Automation is truly the only way that security teams can keep up with the pace of the business while maintaining necessary levels of security and compliance. Automation must be driven by identity-centric policies, which control the actual enforcement mechanisms.

3. Fine-Grained Network Security

These policies must allow for fine-grained control of user access to networked resources, with far more precision than was previously possible. That is, security policies must be able to control not only which servers and services that specific users can access, but also the circumstances under which they can access them.

Traditional security tools often grant users access to entire network segments or VLANs, which is an unnecessary violation of the principle of least privilege. It also provides a large (and tempting) attack surface for adversaries, and makes compliance reporting a difficult task. By only exposing those specific resources that each user needs to be productive, the attack surface is minimized and compliance reporting is vastly simplified.

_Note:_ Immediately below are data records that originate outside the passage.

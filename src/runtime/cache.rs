//! Instrumentation and script text caches.
//!
//! The file cache is shared by every run of a runner and keyed by filename;
//! the top-level entry is owned by one run and only hits when text, line
//! offset and filename all match.

use super::instrumentation::Instrumenter;
use crate::Result;
use std::collections::HashMap;
use std::sync::atomic::AtomicBool;
use std::sync::Mutex;

#[derive(Debug, Clone, Default)]
pub struct CacheEntry {
    pub original_text: String,
    pub instrumented_text: Option<String>,
}

/// Per-filename cache of script text and its instrumented form.
#[derive(Debug)]
pub struct FileCache {
    entries: Mutex<HashMap<String, CacheEntry>>,
    instrumenter: Instrumenter,
}

impl FileCache {
    pub fn new() -> Result<Self> {
        Ok(Self {
            entries: Mutex::new(HashMap::new()),
            instrumenter: Instrumenter::new()?,
        })
    }

    fn lock(&self) -> std::sync::MutexGuard<'_, HashMap<String, CacheEntry>> {
        self.entries
            .lock()
            .unwrap_or_else(|poisoned| poisoned.into_inner())
    }

    pub fn instrumenter(&self) -> &Instrumenter {
        &self.instrumenter
    }

    /// Cached original text of `filename`.
    pub fn text(&self, filename: &str) -> Option<String> {
        self.lock()
            .get(filename)
            .map(|entry| entry.original_text.clone())
    }

    /// Record text for `filename`, dropping a stale instrumented form.
    pub fn insert_text(&self, filename: &str, text: &str) {
        let mut entries = self.lock();
        let entry = entries.entry(filename.to_string()).or_default();
        if entry.original_text != text {
            entry.original_text = text.to_string();
            entry.instrumented_text = None;
        }
    }

    /// Instrumented form of `text`, instrumenting on first use.
    ///
    /// `Ok(None)` means the pass was cancelled.
    pub fn instrumented(
        &self,
        filename: &str,
        text: &str,
        mark_private: bool,
        cancel: &AtomicBool,
    ) -> Result<Option<String>> {
        {
            let entries = self.lock();
            if let Some(entry) = entries.get(filename) {
                if entry.original_text == text {
                    if let Some(instrumented) = &entry.instrumented_text {
                        return Ok(Some(instrumented.clone()));
                    }
                }
            }
        }

        let Some(instrumented) =
            self.instrumenter
                .instrument_cancellable(text, filename, mark_private, cancel)?
        else {
            return Ok(None);
        };

        self.lock().insert(
            filename.to_string(),
            CacheEntry {
                original_text: text.to_string(),
                instrumented_text: Some(instrumented.clone()),
            },
        );
        Ok(Some(instrumented))
    }

    pub fn contains(&self, filename: &str) -> bool {
        self.lock().contains_key(filename)
    }

    pub fn remove(&self, filename: &str) {
        self.lock().remove(filename);
    }

    pub fn clear(&self) {
        self.lock().clear();
    }
}

/// Single-slot cache of one run's top-level instrumented text.
#[derive(Debug, Clone, PartialEq, Eq)]
pub struct TopLevelEntry {
    pub text: String,
    pub line_offset: usize,
    pub filename: String,
    pub instrumented: String,
}

impl TopLevelEntry {
    pub fn matches(&self, text: &str, line_offset: usize, filename: &str) -> bool {
        self.text == text && self.line_offset == line_offset && self.filename == filename
    }
}
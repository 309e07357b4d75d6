use crate::common::{quiet_config, Harness};
use script_runner::{RunEvent, RunOutcome, RunSpec, ScriptState};

const UTIL: &str = "fn double(x) {\n    x * 2\n}\n";
const MAIN: &str = "import \"lib/util\" as util;\nprint(util::double(21));\n";

#[test]
fn test_imported_utility_runs_instrumented() {
    let h = Harness::with_scripts(quiet_config(), &[("lib/util.rhai", UTIL)]);
    let run = h.start("main.rhai", MAIN);

    assert_eq!(run.join(), RunOutcome::Completed);
    assert!(h.script_output()[0].ends_with("(main.rhai:2): 42"));
    assert!(h.sink.events().iter().any(|event| matches!(
        event,
        RunEvent::File { filename, text, .. } if filename == "lib/util.rhai" && text == UTIL
    )));
    assert!(h.runner.file_cache().contains("lib/util.rhai"));
}

#[test]
fn test_breakpoint_inside_utility_shows_call_stack() {
    let h = Harness::with_scripts(quiet_config(), &[("lib/util.rhai", UTIL)]);
    h.runner.set_breakpoint("lib/util.rhai", 2);
    let run = h.start("main.rhai", MAIN);

    assert!(h.wait_for_line(2, ScriptState::Breakpoint));
    assert_eq!(
        run.backtrace(),
        vec!["lib/util.rhai:2".to_string(), "main.rhai".to_string()]
    );
    assert!(h
        .engine_messages()
        .iter()
        .any(|line| line.ends_with("Hit Breakpoint at util.rhai:2")));

    run.go();
    assert_eq!(run.join(), RunOutcome::Completed);
}

#[test]
fn test_missing_utility_is_fatal() {
    let h = Harness::new(quiet_config());
    let run = h.start("main.rhai", MAIN);
    assert!(matches!(run.join(), RunOutcome::Fatal(_)));
    assert_eq!(h.count_state(ScriptState::Fatal), 1);
}

#[test]
fn test_rename_moves_breakpoints() {
    let h = Harness::new(quiet_config());
    let run = h.runner.open_text(RunSpec::new(""), "print(1);\nprint(2);\n").unwrap();
    let untitled = run.unique_filename();
    assert_eq!(untitled, format!("Untitled{}", run.id()));

    h.runner.set_breakpoint(&untitled, 2);
    run.set_filename("procs/new.rhai");

    assert_eq!(run.unique_filename(), "procs/new.rhai");
    assert!(h.runner.is_breakpoint("procs/new.rhai", 2));
    assert!(!h.runner.is_breakpoint(&untitled, 2));
}

#[test]
fn test_stored_breakpoints_apply_to_the_run() {
    let h = Harness::with_scripts(quiet_config(), &[("procs/a.rhai", "print(1);\nprint(2);\n")]);
    h.store.set_breakpoints("procs/a.rhai", vec![1]);
    let run = h.runner.open(RunSpec::new("procs/a")).unwrap();
    run.run().unwrap();

    assert!(h.wait_for_line(2, ScriptState::Breakpoint));
    run.go();
    assert_eq!(run.join(), RunOutcome::Completed);
}

#[test]
fn test_cleared_stored_breakpoint_stays_cleared() {
    let h = Harness::with_scripts(quiet_config(), &[("a.rhai", "print(1);\nprint(2);\n")]);
    h.store.set_breakpoints("a.rhai", vec![1]);
    let run = h.runner.open(RunSpec::new("a.rhai")).unwrap();
    assert!(h.runner.is_breakpoint("a.rhai", 2));

    h.runner.clear_breakpoint("a.rhai", 2);
    run.set_text("print(1);\nprint(3);\n", "a.rhai").unwrap();
    assert!(!h.runner.is_breakpoint("a.rhai", 2));

    run.run().unwrap();
    assert_eq!(run.join(), RunOutcome::Completed);
    assert_eq!(h.count_state(ScriptState::Breakpoint), 0);
}

#[test]
fn test_set_text_replaces_the_script() {
    let h = Harness::new(quiet_config());
    let run = h.runner.open_text(RunSpec::new("main.rhai"), "print(1);\n").unwrap();
    run.set_text("print(\"edited\");\n", "main.rhai").unwrap();
    run.run().unwrap();

    assert_eq!(run.join(), RunOutcome::Completed);
    assert!(h.script_output()[0].ends_with(": edited"));
}

#[test]
fn test_message_log_is_saved_to_the_store() {
    let h = Harness::new(quiet_config());
    let run = h.start("main.rhai", "print(\"logged\");\n");
    run.join();
    run.stop_message_log();

    let logs = h.store.logs();
    assert_eq!(logs.len(), 1);
    assert_eq!(logs[0].0, "main.rhai");
    assert!(logs[0].1.contains("(main.rhai:1): logged"));
    assert!(logs[0].1.contains("Starting script: main.rhai"));
}
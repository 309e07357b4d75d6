use crate::common::{cmd, Workspace};
use predicates::prelude::*;

#[test]
fn test_missing_script_fails() {
    let ws = Workspace::new();
    ws.run("nope")
        .assert()
        .failure()
        .stderr(predicate::str::contains("Script not found: nope"));
}

#[test]
fn test_unknown_run_option_fails() {
    let ws = Workspace::new();
    ws.script("main.rhai", "print(1);\n");
    ws.run("main")
        .args(["--options", "sideways"])
        .assert()
        .failure()
        .stderr(predicate::str::contains("Unknown run option: sideways"));
}

#[test]
fn test_invalid_config_fails() {
    let ws = Workspace::new();
    ws.script("main.rhai", "print(1);\n");
    let bad = ws.script("bad.toml", "line_delay = -2.0\n");
    cmd()
        .arg("--config")
        .arg(bad)
        .args(["run", "main", "--root"])
        .arg(ws.root())
        .assert()
        .failure()
        .stderr(predicate::str::contains("line_delay"));
}

#[test]
fn test_fatal_script_exits_with_failure() {
    let ws = Workspace::new();
    ws.script("main.rhai", "let = 5;\n");
    ws.run("main")
        .assert()
        .failure()
        .stdout(predicate::str::contains(r#""state":"fatal""#))
        .stdout(predicate::str::contains(r#""type":"complete""#))
        .stderr(predicate::str::contains("failed"));
}

#[test]
fn test_instrumentation_error_is_reported() {
    let ws = Workspace::new();
    ws.script("main.rhai", "print(1);\nfoo(\n1,\n");
    ws.run("main")
        .assert()
        .failure()
        .stderr(predicate::str::contains("Instrumentation failed at line 2"));
}
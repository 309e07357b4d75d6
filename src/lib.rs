//! Instrumented, cooperatively controlled execution of procedure scripts.
//!
//! A script is rewritten so that every statement calls back into the
//! runner, which is how pausing, stepping, breakpoints, retry after an
//! error and output capture work without any support from the evaluator.

pub mod cli;
pub mod config;
pub mod debugger;
pub mod error;
pub mod events;
pub mod protocol;
pub mod runtime;
pub mod spawn;

pub use config::{RunSettings, RunnerConfig};
pub use debugger::ScriptState;
pub use error::{Result, RunnerError};
pub use events::{ConsoleSink, EventSink, JsonLinesSink, MemorySink};
pub use protocol::{ControlRequest, OutputColor, RunEvent};
pub use runtime::{
    Dispatch, DirectoryStore, MemoryStore, RunOutcome, RunSpec, RunningScript, ScriptFault,
    ScriptRunner, ScriptStore,
};
pub use spawn::{RunRequest, RunSpawner};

4. Simplify and Unify Security for Hybrid Environments

The “new normal” for today’s enterprises is a complex and heterogeneous environment, with computing resources spread across on-premises, cloud, collocated, and customer or partner data centers. These disparate environments are built with different stacks, managed by different tools, and operated by different teams. The result is a fractured view, with no consistent security or policy model.

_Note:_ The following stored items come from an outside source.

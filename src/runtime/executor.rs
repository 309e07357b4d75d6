use super::cache::FileCache;
use super::engine::ScriptApi;
use super::limits::{monitor_limits, LimitsSource};
use super::loader::{fetch_named, ScriptStore};
use super::lock;
use super::script::RunningScript;
use super::worker::{WorkerHandle, Workers};
use crate::config::{RunSettings, RunnerConfig};
use crate::debugger::{Breakpoint, BreakpointManager};
use crate::events::EventSink;
use crate::protocol::{ControlRequest, OutputColor, RunEvent};
use crate::{Result, RunnerError};
use std::sync::atomic::{AtomicU64, Ordering};
use std::sync::{Arc, Mutex, Weak};
use std::time::Duration;
use tracing::{debug, info, warn};

const OUTPUT_WAKE: Duration = Duration::from_secs(1);

/// Runner-wide settings that apply to every run.
#[derive(Debug, Clone, Copy, PartialEq)]
pub struct RunnerSettings {
    pub line_delay: Duration,
    pub pause_on_error: bool,
    pub monitor_limits: bool,
    pub pause_on_red: bool,
}

impl RunnerSettings {
    fn from_config(config: &RunnerConfig) -> Self {
        Self {
            line_delay: config.line_delay(),
            pause_on_error: config.pause_on_error,
            monitor_limits: config.monitor_limits,
            pause_on_red: config.pause_on_red,
        }
    }
}

/// State shared by every run of a [`ScriptRunner`].
pub(crate) struct RunnerShared {
    pub(crate) config: RunnerConfig,
    settings: Mutex<RunnerSettings>,
    current: Mutex<Option<Arc<RunningScript>>>,
    pub(crate) breakpoints: Mutex<BreakpointManager>,
    pub(crate) file_cache: FileCache,
    workers: Mutex<Workers>,
    pub(crate) sink: Arc<dyn EventSink>,
    pub(crate) store: Arc<dyn ScriptStore>,
    pub(crate) apis: Vec<Arc<dyn ScriptApi>>,
    limits: Option<Arc<dyn LimitsSource>>,
    next_id: AtomicU64,
}

impl RunnerShared {
    pub(crate) fn settings(&self) -> RunnerSettings {
        *lock(&self.settings)
    }

    pub(crate) fn publish(&self, run_id: u64, event: &RunEvent) {
        self.sink.publish(run_id, event);
    }

    pub(crate) fn current(&self) -> Option<Arc<RunningScript>> {
        lock(&self.current).clone()
    }

    /// Install `run` as current, returning the run it replaces.
    pub(crate) fn swap_current(&self, run: Arc<RunningScript>) -> Option<Arc<RunningScript>> {
        lock(&self.current).replace(run)
    }

    /// Put `previous` back if `run` is still current. Returns whether any
    /// run remains current.
    pub(crate) fn restore_current(
        &self,
        run: &RunningScript,
        previous: Option<Arc<RunningScript>>,
    ) -> bool {
        let mut current = lock(&self.current);
        let is_current = current
            .as_ref()
            .map_or(false, |active| std::ptr::eq(Arc::as_ptr(active), run));
        if is_current {
            *current = previous;
        }
        current.is_some()
    }

    pub(crate) fn is_breakpoint(&self, filename: &str, line: usize) -> bool {
        lock(&self.breakpoints).should_break(filename, line)
    }

    /// 0-based rows of `filename`, as carried by `file` events.
    pub(crate) fn breakpoint_rows(&self, filename: &str) -> Vec<usize> {
        lock(&self.breakpoints).rows(filename)
    }

    /// Load persisted breakpoints of `filename` unless it already has an
    /// entry in the table.
    pub(crate) fn mark_breakpoints(&self, filename: &str) {
        if lock(&self.breakpoints).has_file(filename) {
            return;
        }
        let rows = match self.store.breakpoints(filename) {
            Ok(rows) => rows,
            Err(e) => {
                warn!("Failed to load breakpoints of {}: {:#}", filename, e);
                Vec::new()
            }
        };
        if !rows.is_empty() {
            debug!("Loaded {} stored breakpoints for {}", rows.len(), filename);
        }
        let mut breakpoints = lock(&self.breakpoints);
        breakpoints.touch(filename);
        breakpoints.load_rows(filename, &rows);
    }

    /// Start the output worker and, when enabled, the limits worker.
    pub(crate) fn start_workers(self: &Arc<Self>) {
        let settings = self.settings();
        let mut workers = lock(&self.workers);

        if workers.output.is_none() {
            let weak = Arc::downgrade(self);
            let idle = self.config.output_idle_flush();
            match WorkerHandle::spawn("output", move |sleeper| output_loop(weak, &sleeper, idle)) {
                Ok(handle) => workers.output = Some(handle),
                Err(e) => warn!("{:#}", e),
            }
        }

        if settings.monitor_limits && workers.limits.is_none() {
            let Some(source) = self.limits.clone() else {
                warn!("Limits monitoring requested without a limits source");
                return;
            };
            let weak = Arc::downgrade(self);
            let pause_on_red = settings.pause_on_red;
            let spawned = WorkerHandle::spawn("limits", move |sleeper| {
                let report_to = weak.clone();
                monitor_limits(
                    source.as_ref(),
                    &sleeper,
                    pause_on_red,
                    |text, color| {
                        if let Some(run) = report_to.upgrade().and_then(|shared| shared.current()) {
                            run.scriptrunner_puts(&text, color);
                        }
                    },
                    || {
                        if let Some(run) = weak.upgrade().and_then(|shared| shared.current()) {
                            run.pause();
                        }
                    },
                );
            });
            match spawned {
                Ok(handle) => workers.limits = Some(handle),
                Err(e) => warn!("{:#}", e),
            }
        }
    }

    pub(crate) fn stop_workers(&self) {
        let handles = lock(&self.workers).take_all();
        for handle in handles {
            handle.stop();
        }
    }
}

/// Body of the output worker: flush the current run after a period
/// without output.
fn output_loop(shared: Weak<RunnerShared>, sleeper: &super::worker::Sleeper, idle: Duration) {
    loop {
        if sleeper.sleep(OUTPUT_WAKE) {
            break;
        }
        let Some(shared) = shared.upgrade() else {
            break;
        };
        if let Some(run) = shared.current() {
            if run.output.idle_for() > idle {
                run.flush_output_here();
            }
        }
    }
}

/// Parameters of a new run.
#[derive(Debug, Clone, Default)]
pub struct RunSpec {
    pub id: Option<u64>,
    pub name: String,
    pub scope: String,
    pub disconnect: bool,
    pub settings: RunSettings,
}

impl RunSpec {
    pub fn new(name: impl Into<String>) -> Self {
        Self {
            name: name.into(),
            scope: "DEFAULT".to_string(),
            ..Self::default()
        }
    }

    pub fn id(mut self, id: u64) -> Self {
        self.id = Some(id);
        self
    }

    pub fn scope(mut self, scope: impl Into<String>) -> Self {
        self.scope = scope.into();
        self
    }

    pub fn disconnect(mut self, disconnect: bool) -> Self {
        self.disconnect = disconnect;
        self
    }

    pub fn settings(mut self, settings: RunSettings) -> Self {
        self.settings = settings;
        self
    }
}

/// What the control loop should do after a request.
#[derive(Debug, Clone, Copy, PartialEq, Eq)]
pub enum Dispatch {
    Continue,
    Shutdown,
}

/// Builder for [`ScriptRunner`].
pub struct ScriptRunnerBuilder {
    config: RunnerConfig,
    sink: Option<Arc<dyn EventSink>>,
    store: Option<Arc<dyn ScriptStore>>,
    apis: Vec<Arc<dyn ScriptApi>>,
    limits: Option<Arc<dyn LimitsSource>>,
}

impl ScriptRunnerBuilder {
    pub fn sink(mut self, sink: Arc<dyn EventSink>) -> Self {
        self.sink = Some(sink);
        self
    }

    pub fn store(mut self, store: Arc<dyn ScriptStore>) -> Self {
        self.store = Some(store);
        self
    }

    /// Register script functions provided by a host API.
    pub fn api(mut self, api: Arc<dyn ScriptApi>) -> Self {
        self.apis.push(api);
        self
    }

    pub fn limits(mut self, source: Arc<dyn LimitsSource>) -> Self {
        self.limits = Some(source);
        self
    }

    pub fn build(self) -> Result<ScriptRunner> {
        let sink = self
            .sink
            .ok_or_else(|| RunnerError::Config("an event sink is required".into()))?;
        let store = self
            .store
            .ok_or_else(|| RunnerError::Config("a script store is required".into()))?;
        let shared = RunnerShared {
            settings: Mutex::new(RunnerSettings::from_config(&self.config)),
            config: self.config,
            current: Mutex::new(None),
            breakpoints: Mutex::new(BreakpointManager::new()),
            file_cache: FileCache::new()?,
            workers: Mutex::new(Workers::default()),
            sink,
            store,
            apis: self.apis,
            limits: self.limits,
            next_id: AtomicU64::new(1),
        };
        Ok(ScriptRunner {
            shared: Arc::new(shared),
        })
    }
}

/// Process context of the script runner.
///
/// Owns everything shared between runs: the breakpoint table, the file
/// cache, the background workers and the collaborators. Exactly one run is
/// current at a time; control requests and the shared workers act on it.
#[derive(Clone)]
pub struct ScriptRunner {
    shared: Arc<RunnerShared>,
}

impl ScriptRunner {
    pub fn builder(config: RunnerConfig) -> ScriptRunnerBuilder {
        ScriptRunnerBuilder {
            config,
            sink: None,
            store: None,
            apis: Vec::new(),
            limits: None,
        }
    }

    fn allocate_id(&self, requested: Option<u64>) -> u64 {
        match requested {
            Some(id) => {
                self.shared.next_id.fetch_max(id + 1, Ordering::SeqCst);
                id
            }
            None => self.shared.next_id.fetch_add(1, Ordering::SeqCst),
        }
    }

    /// Create a run for the stored script `spec.name`.
    ///
    /// Loads stored breakpoints and publishes the script text as a `file`
    /// event.
    #[tracing::instrument(skip_all, fields(name = %spec.name))]
    pub fn open(&self, spec: RunSpec) -> Result<Arc<RunningScript>> {
        let (filename, body) = fetch_named(self.shared.store.as_ref(), &spec.name)?;
        self.open_with_body(spec, filename, body)
    }

    /// Create a run for `text` that is not in the store.
    pub fn open_text(&self, spec: RunSpec, text: &str) -> Result<Arc<RunningScript>> {
        let filename = spec.name.clone();
        self.open_with_body(spec, filename, text.to_string())
    }

    fn open_with_body(
        &self,
        spec: RunSpec,
        filename: String,
        body: String,
    ) -> Result<Arc<RunningScript>> {
        let id = self.allocate_id(spec.id);
        let run = Arc::new(RunningScript::new(
            Arc::clone(&self.shared),
            id,
            spec,
            filename,
            body,
        ));
        let key = run.unique_filename();
        self.shared.mark_breakpoints(&key);
        self.shared.publish(
            id,
            &RunEvent::File {
                filename: run.filename(),
                text: run.text(),
                breakpoints: self.shared.breakpoint_rows(&key),
            },
        );
        info!("Opened {} as run {}", key, id);
        Ok(run)
    }

    pub fn current(&self) -> Option<Arc<RunningScript>> {
        self.shared.current()
    }

    pub fn settings(&self) -> RunnerSettings {
        self.shared.settings()
    }

    pub fn set_line_delay(&self, delay: Duration) {
        lock(&self.shared.settings).line_delay = delay;
    }

    pub fn set_pause_on_error(&self, enabled: bool) {
        lock(&self.shared.settings).pause_on_error = enabled;
    }

    pub fn set_monitor_limits(&self, enabled: bool) {
        lock(&self.shared.settings).monitor_limits = enabled;
    }

    pub fn set_pause_on_red(&self, enabled: bool) {
        lock(&self.shared.settings).pause_on_red = enabled;
    }

    pub fn config(&self) -> &RunnerConfig {
        &self.shared.config
    }

    pub fn file_cache(&self) -> &FileCache {
        &self.shared.file_cache
    }

    pub fn set_breakpoint(&self, filename: &str, line: usize) {
        lock(&self.shared.breakpoints).add(filename, line);
    }

    pub fn clear_breakpoint(&self, filename: &str, line: usize) {
        lock(&self.shared.breakpoints).remove(filename, line);
    }

    /// Clear the breakpoints of one file, or all of them.
    pub fn clear_breakpoints(&self, filename: Option<&str>) {
        let mut breakpoints = lock(&self.shared.breakpoints);
        match filename {
            Some(filename) if !filename.is_empty() => breakpoints.clear_file(filename),
            _ => breakpoints.clear(),
        }
    }

    pub fn is_breakpoint(&self, filename: &str, line: usize) -> bool {
        self.shared.is_breakpoint(filename, line)
    }

    pub fn breakpoints(&self) -> Vec<Breakpoint> {
        lock(&self.shared.breakpoints).list()
    }

    /// Apply a control request to the current run.
    pub fn dispatch_current(&self, request: ControlRequest) -> Result<Dispatch> {
        let run = self.current().ok_or(RunnerError::NoCurrentRun)?;
        self.dispatch(&run, request)
    }

    /// Apply one control request to `run`.
    pub fn dispatch(&self, run: &RunningScript, request: ControlRequest) -> Result<Dispatch> {
        if request.is_command() && request != ControlRequest::Shutdown {
            let json = serde_json::to_string(&request)?;
            run.scriptrunner_puts(
                &format!("Script {} received command: {}", run.filename(), json),
                OutputColor::Black,
            );
        }
        match request {
            ControlRequest::Go => run.go(),
            ControlRequest::Step => run.step(),
            ControlRequest::Pause => run.pause(),
            ControlRequest::Retry => run.retry(),
            ControlRequest::Stop => {
                run.stop();
                return Ok(Dispatch::Shutdown);
            }
            ControlRequest::Shutdown => return Ok(Dispatch::Shutdown),
            ControlRequest::SetBreakpoint { filename, line } => self.set_breakpoint(&filename, line),
            ControlRequest::ClearBreakpoint { filename, line } => {
                self.clear_breakpoint(&filename, line)
            }
            ControlRequest::ClearBreakpoints { filename } => {
                self.clear_breakpoints(filename.as_deref())
            }
            ControlRequest::SetText { text, filename } => run.set_text(&text, &filename)?,
            ControlRequest::Answer { prompt_id, answer } => run.answer(&prompt_id, answer),
            ControlRequest::Backtrace => {
                let frames = run.backtrace();
                self.shared.publish(run.id(), &RunEvent::Backtrace { frames });
            }
        }
        Ok(Dispatch::Continue)
    }
}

Our new security system must embrace this complexity, and simplify it by providing a unified security and policy model that spans the many disparate computing environments in place. (It can do so by overlaying an identity-centric network security model on top of the infrastructure – read more here).

In Conclusion

A Grand Unified Theory of security may never be possible, judging by the sheer number and variety of security technologies, architectures, and vendors. But that doesn’t mean we shouldn’t work at making progress. And I believe that these new security architectures – the Software-Defined Perimeter, a Zero-Trust Model, and the Google BeyondCorp approach – are important advances that will become widely adopted in the next few years.

We’re already seeing this – our customers, applying the Software-Defined Perimeter, have begun the process of transforming their security, compliance, and IT operations, in a way that meets the four requirements explored above.